In questo modo andrebbero quindi a ridursi il numero dei lavoratori a rischio: "L’esubero presentato dal gruppo Auchan - quantificato originariamente in circa 6.200 unità ricavati dalla maggiore incidenza del costo del lavoro rispetto al sistema Conad – si ridurrebbe a 3105 lavoratori; circa 3.100 lavoratori saranno ricollocati per il tramite dei trasferimenti nella rete commerciale. Nell’ambito dei 154 punti vendita che transiteranno al sistema Conad 29 negozi saranno oggetto della riduzione delle superfici - dal 30 al 50% in media da realizzarsi entro la fine del 2020 - per conformarsi al livello organizzativo del Consorzio di Dettaglianti".

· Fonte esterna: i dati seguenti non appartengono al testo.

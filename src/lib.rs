//! Observable state containers for a single counter.
//!
//! The crate exposes the building blocks separately so each pattern can be
//! composed on its own:
//!
//! - [`store`]: the state container, its update protocol and middleware hook
//! - [`persist`]: write-through persistence with rehydration on construction
//! - [`devtools`]: `(action, prev, next)` instrumentation
//! - [`selector`]: per-field accessors derived from a record-shaped store
//! - [`remote`]: HTTP client for the `/count/{id}` API
//! - [`counter`]: the counter value and its local and remote-backed actions

pub mod config;
pub mod counter;
pub mod devtools;
pub mod logging;
pub mod persist;
pub mod remote;
pub mod selector;
pub mod storage;
pub mod store;
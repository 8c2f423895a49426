//! Reload dispatcher
//!
//! Subscribers register for one module or for all modules. After a swap the
//! dispatcher calls every matching subscriber on the notifying thread, in
//! subscription order, and collects failures instead of stopping early.

use parking_lot::RwLock;
use std::fmt;
use std::panic::{AssertUnwindSafe, catch_unwind};
use std::sync::Arc;
use std::sync::atomic::{AtomicU64, Ordering};
use tracing::{debug, warn};

use crate::error::DispatchCallbackError;
use crate::registry::Swap;
use crate::unit::{LoadedUnit, ModuleName};

/// Error type subscriber callbacks may fail with
pub type CallbackError = Box<dyn std::error::Error + Send + Sync>;

/// Identifier of a subscription
#[derive(Debug, Clone, Copy, PartialEq, Eq, Hash, PartialOrd, Ord)]
pub struct SubscriptionId(u64);

impl fmt::Display for SubscriptionId {
    fn fmt(&self, f: &mut fmt::Formatter<'_>) -> fmt::Result {
        write!(f, "#{}", self.0)
    }
}

/// Which modules a subscriber wants to hear about
#[derive(Debug, Clone, PartialEq, Eq)]
pub enum ModuleFilter {
    Any,
    Exact(ModuleName),
}

impl ModuleFilter {
    pub fn exact(name: impl Into<ModuleName>) -> Self {
        Self::Exact(name.into())
    }

    pub fn matches(&self, module: &str) -> bool {
        match self {
            ModuleFilter::Any => true,
            ModuleFilter::Exact(name) => name.as_str() == module,
        }
    }
}

impl From<&str> for ModuleFilter {
    fn from(name: &str) -> Self {
        Self::exact(name)
    }
}

impl From<ModuleName> for ModuleFilter {
    fn from(name: ModuleName) -> Self {
        Self::Exact(name)
    }
}

/// What subscribers receive after a swap
#[derive(Debug, Clone)]
pub struct ReloadNotice {
    pub module: ModuleName,
    pub previous: Option<LoadedUnit>,
    pub current: LoadedUnit,
}

impl From<&Swap> for ReloadNotice {
    fn from(swap: &Swap) -> Self {
        Self {
            module: swap.current.name().clone(),
            previous: swap.previous.clone(),
            current: swap.current.clone(),
        }
    }
}

type Callback = dyn Fn(&ReloadNotice) -> Result<(), CallbackError> + Send + Sync;

struct Subscriber {
    id: SubscriptionId,
    filter: ModuleFilter,
    callback: Box<Callback>,
}

/// Handle returned by [`ReloadDispatcher::subscribe`]
#[must_use = "dropping the handle leaves the subscription active with no way to remove it"]
#[derive(Debug, PartialEq, Eq, Hash)]
pub struct SubscriptionHandle {
    id: SubscriptionId,
}

impl SubscriptionHandle {
    pub fn id(&self) -> SubscriptionId {
        self.id
    }
}

/// Outcome of one notification pass
#[derive(Debug, Default)]
pub struct DispatchReport {
    /// Callbacks that ran to completion
    pub delivered: usize,
    /// Callbacks that failed or panicked, in invocation order
    pub failures: Vec<DispatchCallbackError>,
}

impl DispatchReport {
    pub fn is_clean(&self) -> bool {
        self.failures.is_empty()
    }

    /// Total callbacks invoked
    pub fn invoked(&self) -> usize {
        self.delivered + self.failures.len()
    }

    pub fn into_result(self) -> Result<usize, Vec<DispatchCallbackError>> {
        if self.failures.is_empty() {
            Ok(self.delivered)
        } else {
            Err(self.failures)
        }
    }
}

/// Central hub delivering reload notices to subscribers
pub struct ReloadDispatcher {
    subscribers: RwLock<Vec<Arc<Subscriber>>>,
    next_id: AtomicU64,
}

impl ReloadDispatcher {
    pub fn new() -> Self {
        Self {
            subscribers: RwLock::new(Vec::new()),
            next_id: AtomicU64::new(1),
        }
    }

    /// Register a callback for reloads matching `filter`
    pub fn subscribe<F>(&self, filter: impl Into<ModuleFilter>, callback: F) -> SubscriptionHandle
    where
        F: Fn(&ReloadNotice) -> Result<(), CallbackError> + Send + Sync + 'static,
    {
        let id = SubscriptionId(self.next_id.fetch_add(1, Ordering::Relaxed));
        let filter = filter.into();
        debug!("Subscriber {} registered for {:?}", id, filter);
        self.subscribers.write().push(Arc::new(Subscriber {
            id,
            filter,
            callback: Box::new(callback),
        }));
        SubscriptionHandle { id }
    }

    /// Remove a subscription; returns false if it was already gone
    pub fn unsubscribe(&self, handle: SubscriptionHandle) -> bool {
        let mut subscribers = self.subscribers.write();
        let before = subscribers.len();
        subscribers.retain(|s| s.id != handle.id);
        let removed = subscribers.len() != before;
        if removed {
            debug!("Subscriber {} removed", handle.id);
        }
        removed
    }

    /// Deliver a reload of `module` to every matching subscriber.
    ///
    /// Runs synchronously on the calling thread. The subscriber list is
    /// snapshotted first, so callbacks may subscribe or unsubscribe.
    pub fn notify(
        &self,
        module: &ModuleName,
        previous: Option<LoadedUnit>,
        current: LoadedUnit,
    ) -> DispatchReport {
        let notice = ReloadNotice {
            module: module.clone(),
            previous,
            current,
        };
        self.deliver(&notice)
    }

    /// Deliver the notice for a registry swap
    pub fn notify_swap(&self, swap: &Swap) -> DispatchReport {
        self.deliver(&ReloadNotice::from(swap))
    }

    fn deliver(&self, notice: &ReloadNotice) -> DispatchReport {
        let matching: Vec<Arc<Subscriber>> = self
            .subscribers
            .read()
            .iter()
            .filter(|s| s.filter.matches(notice.module.as_str()))
            .cloned()
            .collect();

        let mut report = DispatchReport::default();
        for subscriber in matching {
            let outcome = catch_unwind(AssertUnwindSafe(|| (subscriber.callback)(notice)));
            let failure = match outcome {
                Ok(Ok(())) => {
                    report.delivered += 1;
                    continue;
                }
                Ok(Err(err)) => (err.to_string(), false),
                Err(payload) => (panic_message(payload.as_ref()), true),
            };

            let (reason, panicked) = failure;
            warn!(
                "Reload subscriber {} failed for {} v{}: {}",
                subscriber.id,
                notice.module,
                notice.current.version(),
                reason
            );
            report.failures.push(DispatchCallbackError {
                subscription: subscriber.id,
                module: notice.module.clone(),
                reason,
                panicked,
            });
        }
        report
    }

    /// Number of active subscriptions
    pub fn len(&self) -> usize {
        self.subscribers.read().len()
    }

    pub fn is_empty(&self) -> bool {
        self.subscribers.read().is_empty()
    }

    /// Drop every subscription
    pub fn clear(&self) {
        let mut subscribers = self.subscribers.write();
        debug!("Clearing {} subscriber(s)", subscribers.len());
        subscribers.clear();
    }
}

impl Default for ReloadDispatcher {
    fn default() -> Self {
        Self::new()
    }
}

fn panic_message(payload: &(dyn std::any::Any + Send)) -> String {
    if let Some(s) = payload.downcast_ref::<&str>() {
        format!("panicked: {}", s)
    } else if let Some(s) = payload.downcast_ref::<String>() {
        format!("panicked: {}", s)
    } else {
        "panicked".to_string()
    }
}
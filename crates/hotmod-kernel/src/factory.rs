//! Object factory
//!
//! Resolves logical type names (`module::Type`) against whatever unit the
//! registry holds at the moment of the call and returns the constructed
//! instance wrapped in a [`ReflectiveObject`].

use std::sync::Arc;
use tracing::debug;

use crate::error::ConstructError;
use crate::reflect::ReflectiveObject;
use crate::registry::VersionRegistry;
use crate::unit::{LoadedUnit, ModuleName, Visibility, params_accept};
use crate::value::Value;

/// Constructs objects from the currently registered units
#[derive(Clone)]
pub struct ObjectFactory {
    registry: Arc<VersionRegistry>,
    default_module: Option<ModuleName>,
}

impl ObjectFactory {
    pub fn new(registry: Arc<VersionRegistry>) -> Self {
        Self {
            registry,
            default_module: None,
        }
    }

    /// Module used for bare type names without a `module::` prefix
    pub fn with_default_module(mut self, module: impl Into<ModuleName>) -> Self {
        self.default_module = Some(module.into());
        self
    }

    pub fn registry(&self) -> &Arc<VersionRegistry> {
        &self.registry
    }

    /// Split a logical type name into module and type
    pub fn split_type_name<'a>(
        &self,
        logical: &'a str,
    ) -> Result<(ModuleName, &'a str), ConstructError> {
        let invalid = || ConstructError::InvalidTypeName(logical.to_string());
        match logical.rsplit_once("::") {
            Some((module, type_name)) => {
                if module.is_empty() || type_name.is_empty() {
                    return Err(invalid());
                }
                Ok((ModuleName::new(module), type_name))
            }
            None => {
                if logical.is_empty() {
                    return Err(invalid());
                }
                let module = self.default_module.clone().ok_or_else(invalid)?;
                Ok((module, logical))
            }
        }
    }

    /// Construct `module::Type` from the module's current unit
    pub fn construct(
        &self,
        logical: &str,
        args: Vec<Value>,
    ) -> Result<ReflectiveObject, ConstructError> {
        let (module, type_name) = self.split_type_name(logical)?;
        let unit = self
            .registry
            .current(module.as_str())
            .ok_or(ConstructError::ModuleNotLoaded(module))?;
        self.construct_from(&unit, type_name, args)
    }

    /// Construct a type from an explicit unit
    pub fn construct_from(
        &self,
        unit: &LoadedUnit,
        type_name: &str,
        args: Vec<Value>,
    ) -> Result<ReflectiveObject, ConstructError> {
        let shape = unit
            .resolve_type(type_name)
            .ok_or_else(|| ConstructError::TypeNotFound {
                module: unit.name().clone(),
                type_name: type_name.to_string(),
                version: unit.version(),
            })?;

        let mut order: Vec<usize> = (0..shape.constructors().len()).collect();
        order.sort_by_key(|&i| {
            let public = shape.constructors()[i].visibility == Visibility::Public;
            (!public, i)
        });
        let ctor = order
            .into_iter()
            .find(|&i| params_accept(&shape.constructors()[i].params, &args))
            .ok_or_else(|| ConstructError::NoMatchingConstructor {
                type_name: type_name.to_string(),
                arity: args.len(),
            })?;

        let instance =
            shape
                .construct(ctor, args)
                .map_err(|source| ConstructError::ConstructorThrew {
                    type_name: type_name.to_string(),
                    source,
                })?;
        debug!(
            "Constructed {}::{} from v{}",
            unit.name(),
            type_name,
            unit.version()
        );
        Ok(ReflectiveObject::new(unit.clone(), shape, instance))
    }
}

La situazione dei supermercati Auchan

Secondo quanto reso noto da Conad la rete dei supermercati Auchan "fa registrare perdite di esercizio per 1,1 milioni al giorno". Secondo il gruppo italiano che ha comprato le attività italiane del colosso francese lo stato della "rete di Auchan è di 'grave crisi' che si è manifestata in modo significativo negli ultimi 3 anni con perdite accumulate per oltre 800 milioni nel triennio (1,1 miliardi di gestione caratteristica)".

Stando a quanto comunicato dalla società italiana la crisi è stata causata da diversi fattori: "calo delle vendite, disaffezione crescente della clientela, mancanza di investimenti, presenza di punti vendita di grandi dimensioni con costi insostenibili, costo del lavoro e affitti degli immobili molto al di sopra delle medie “di sostenibilità” del settore, scelte manageriali inadatte alle caratteristiche del mercato italiano".

E sempre secondo il colosso emiliano il deterioramento della rete "è così rapido che nel 2019 la situazione è peggiorata ulteriormente: -6,7% dei ricavi rispetto al progressivo di settembre 2018".